Saudi Arabia’s Deputy Crown Prince made a surprise visit to Russia last week, meeting with President Putin on the sidelines of the St. Petersburg International Economic Forum. Mohammed bin Salman’s visit—and his invitation to Putin to visit the King—only adds to speculation that, after several years of frozen relations, Saudi-Russian cooperation is finally improving.
This is good news: though a friendlier Saudi-Russian relationship raises some concerns for the United States, it may just be the key to a more stable and peaceful Middle East.

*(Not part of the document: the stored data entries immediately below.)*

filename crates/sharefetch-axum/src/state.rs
//! Shared application state type.

use std::sync::Arc;

use crate::bootstrap::AxumContext;

/// Application state shared across all handlers.
pub type AppState = Arc<AxumContext>;
//! Channel-backed [`ResponseSink`] for axum responses.
//!
//! An axum handler cannot hand its connection to another task, so the sink
//! and the handler meet over two channels:
//!
//! ```text
//! engine task ──► ChannelSink ──oneshot──► SinkReply (handler awaits the head)
//!                             ──mpsc────► Body::from_stream (hyper pulls chunks)
//! ```
//!
//! When the client goes away hyper drops the body stream, the sender sees
//! the channel closed, and the engine treats the client as disconnected.

use std::io;
use std::time::Duration;

use async_trait::async_trait;
use axum::body::Body;
use axum::http::header::{HeaderName, HeaderValue, LOCATION};
use axum::http::StatusCode;
use axum::response::{IntoResponse, Response};
use bytes::Bytes;
use tokio::runtime::Handle;
use tokio::sync::mpsc::error::TrySendError;
use tokio::sync::{mpsc, oneshot};
use tokio::time::Instant;
use tokio_stream::wrappers::ReceiverStream;
use tracing::{debug, warn};

use sharefetch_core::{ResponseHead, ResponseSink};

use crate::error::HttpError;

/// Chunks buffered between the engine and hyper per response.
pub const DEFAULT_BODY_BUFFER: usize = 16;

/// How long a queued abort waits for room in a full body buffer.
const ABORT_GRACE: Duration = Duration::from_secs(30);

/// How the engine answered before any body byte.
#[derive(Debug)]
enum HeadOutcome {
    Stream(ResponseHead),
    Redirect(String),
    Error(u16, String),
}

/// Engine side of one client response.
pub struct ChannelSink {
    head_tx: Option<oneshot::Sender<HeadOutcome>>,
    body_tx: Option<mpsc::Sender<io::Result<Bytes>>>,
    timeout: Duration,
    deadline: Instant,
}

/// Handler side of one client response.
pub struct SinkReply {
    head_rx: oneshot::Receiver<HeadOutcome>,
    body_rx: mpsc::Receiver<io::Result<Bytes>>,
}

/// Create a connected sink and reply pair.
pub fn channel_sink(buffer: usize) -> (ChannelSink, SinkReply) {
    let (head_tx, head_rx) = oneshot::channel();
    let (body_tx, body_rx) = mpsc::channel(buffer.max(1));
    let timeout = Duration::from_secs(300);
    (
        ChannelSink {
            head_tx: Some(head_tx),
            body_tx: Some(body_tx),
            timeout,
            deadline: Instant::now() + timeout,
        },
        SinkReply { head_rx, body_rx },
    )
}

impl ChannelSink {
    fn answer(&mut self, outcome: HeadOutcome) {
        if let Some(tx) = self.head_tx.take() {
            if tx.send(outcome).is_err() {
                debug!("Client left before the response head");
            }
        }
        self.body_tx = None;
    }
}

/// Deliver the abort item once the client drains the body buffer.
///
/// Until it arrives the sender stays alive, so the body cannot end cleanly.
fn queue_abort(tx: mpsc::Sender<io::Result<Bytes>>, aborted: io::Result<Bytes>) {
    let Ok(runtime) = Handle::try_current() else {
        warn!("No runtime to deliver a transfer abort, response may end cleanly");
        return;
    };
    runtime.spawn(async move {
        match tokio::time::timeout(ABORT_GRACE, tx.send(aborted)).await {
            Ok(Ok(())) => debug!("Transfer abort delivered after the buffer drained"),
            Ok(Err(_)) => {}
            Err(_) => debug!("Client never drained the body, dropping it"),
        }
    });
}

fn gone() -> io::Error {
    io::Error::new(io::ErrorKind::BrokenPipe, "client disconnected")
}

#[async_trait]
impl ResponseSink for ChannelSink {
    async fn start(&mut self, head: ResponseHead) -> io::Result<()> {
        let tx = self.head_tx.take().ok_or_else(gone)?;
        tx.send(HeadOutcome::Stream(head)).map_err(|_| gone())
    }

    async fn write(&mut self, chunk: Bytes) -> io::Result<()> {
        let tx = self.body_tx.as_ref().ok_or_else(gone)?;
        match tokio::time::timeout(self.timeout, tx.send(Ok(chunk))).await {
            Ok(Ok(())) => Ok(()),
            Ok(Err(_)) => Err(gone()),
            Err(_) => Err(io::Error::new(
                io::ErrorKind::TimedOut,
                "client stopped reading",
            )),
        }
    }

    async fn complete(&mut self) {
        self.body_tx = None;
    }

    async fn redirect(&mut self, location: &str) {
        self.answer(HeadOutcome::Redirect(location.to_string()));
    }

    async fn send_error(&mut self, status: u16, message: &str) {
        self.answer(HeadOutcome::Error(status, message.to_string()));
    }

    fn disconnect(&mut self) {
        // An error item makes hyper abort the connection instead of ending the body cleanly
        if let Some(tx) = self.body_tx.take() {
            let aborted = Err(io::Error::new(
                io::ErrorKind::ConnectionAborted,
                "transfer aborted",
            ));
            match tx.try_send(aborted) {
                Ok(()) | Err(TrySendError::Closed(_)) => {}
                Err(TrySendError::Full(aborted)) => queue_abort(tx, aborted),
            }
        }
        self.head_tx = None;
    }

    fn is_connected(&self) -> bool {
        if Instant::now() >= self.deadline {
            return false;
        }
        match (&self.head_tx, &self.body_tx) {
            (Some(head), _) => !head.is_closed(),
            (None, Some(body)) => !body.is_closed(),
            (None, None) => false,
        }
    }

    fn set_timeout(&mut self, timeout: Duration) {
        self.timeout = timeout;
        self.deadline = Instant::now() + timeout;
    }

    fn reset_timeout(&mut self) {
        self.deadline = Instant::now() + self.timeout;
    }
}

impl SinkReply {
    /// Wait for the engine's answer and turn it into a response.
    pub async fn into_response(self) -> Response {
        match self.head_rx.await {
            Ok(HeadOutcome::Stream(head)) => stream_response(head, self.body_rx),
            Ok(HeadOutcome::Redirect(location)) => redirect_response(&location),
            Ok(HeadOutcome::Error(status, message)) => {
                HttpError::from_status(status, message).into_response()
            }
            Err(_) => HttpError::GatewayTimeout("no response from download".into()).into_response(),
        }
    }
}

fn stream_response(head: ResponseHead, body_rx: mpsc::Receiver<io::Result<Bytes>>) -> Response {
    let status = StatusCode::from_u16(head.status).unwrap_or(StatusCode::OK);
    let mut builder = Response::builder().status(status);
    for (name, value) in &head.headers {
        if let (Ok(name), Ok(value)) = (
            HeaderName::from_bytes(name.as_bytes()),
            HeaderValue::from_str(value),
        ) {
            builder = builder.header(name, value);
        }
    }
    builder
        .body(Body::from_stream(ReceiverStream::new(body_rx)))
        .unwrap_or_else(|_| StatusCode::INTERNAL_SERVER_ERROR.into_response())
}

fn redirect_response(location: &str) -> Response {
    Response::builder()
        .status(StatusCode::FOUND)
        .header(LOCATION, location)
        .body(Body::empty())
        .unwrap_or_else(|_| StatusCode::INTERNAL_SERVER_ERROR.into_response())
}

The meeting produced six agreements on issues such as civilian nuclear power and energy production. Announcements of the agreement’s contents were vague, and final details may not be known until Putin’s upcoming trip to the Kingdom. Possible areas of cooperation included space exploration, infrastructure development, and trade, all of which would boost the Russian economy.
The main agreement was a legal framework for civilian nuclear cooperation, with Saudi TV reporting that the country may pay Russia to operate as many as sixteen civilian nuclear power reactors. If accurate, such a deal would be hugely beneficial for both sides: Russia’s Rosatom would receive a lucrative contract, topping up government coffers, while the Saudis would be able to export significant amounts of oil and natural gas that are currently used to meet high domestic energy demand.
The thaw in Saudi-Russian relations shouldn’t be a major concern to the United States.
The growing cooperation between Saudi Arabia and Russia certainly raises some concerns for the United States, chief among them, Russia’s ongoing ability to mitigate U.S. sanctions by seeking alternative partners. Just like recent Russian trade, energy and finance deals with China, or its joint oil exploration venture with Norway’s Statoil, increased cooperation with Saudi Arabia offers the Putin regime a source of income, which can offset some of the losses from U.S. and European sanctions.
Russia’s attempts to find new trade partners are hardly unexpected, however, and last week’s agreements are otherwise largely innocuous. Collaboration on space exploration is uncontroversial, and though a new Saudi-Russian working group for joint oil and gas projects was announced, there was no agreement on the more impactful issue of oil production levels. There is also little need for the United States to worry about the nuclear agreement itself. Saudi Arabia has previously signed nuclear cooperation agreements with states like France, while the civilian cooperation discussed is clearly permitted under the NPT.
In fact, increased Saudi-Russian cooperation has the potential to be beneficial for U.S. diplomatic goals, particularly in the Middle East. The two states have had limited diplomatic relations since the conflict in Syria began, as strong Russian support for the Assad regime conflicted with the Saudi role in funding and arming anti-Assad rebels.
More recently, Russia has been at odds with Saudi and Western states over their approach to the ongoing crisis in Yemen, calling repeatedly for peace talks and a humanitarian ceasefire. Russia’s traditionally close relationship with Iran has provided much of the basis for animus between the two states; Russia supports an Iranian nuclear deal, for example, while the Saudis are strongly opposed.
Yet closer cooperation with Saudi Arabia would allow for better communication and more effective negotiations on key issues like Syria, Yemen, and ISIS. Though improved relations will not automatically resolve the many differences in opinion between Russia and Saudi Arabia, more frequent high-level diplomatic talks on these issues will be extremely helpful.
Though last week’s meeting focused primarily on trade issues, the two leaders reportedly discussed other issues, including Yemen and ongoing peace talks in Geneva. The forthcoming visit by Vladimir Putin to Saudi Arabia offers another excellent opportunity to focus on Middle Eastern security issues. Direct talks between Russia and Saudi Arabia on these issues lessen the burden on the United States to act as an intermediary, and increase the chances of cooperation.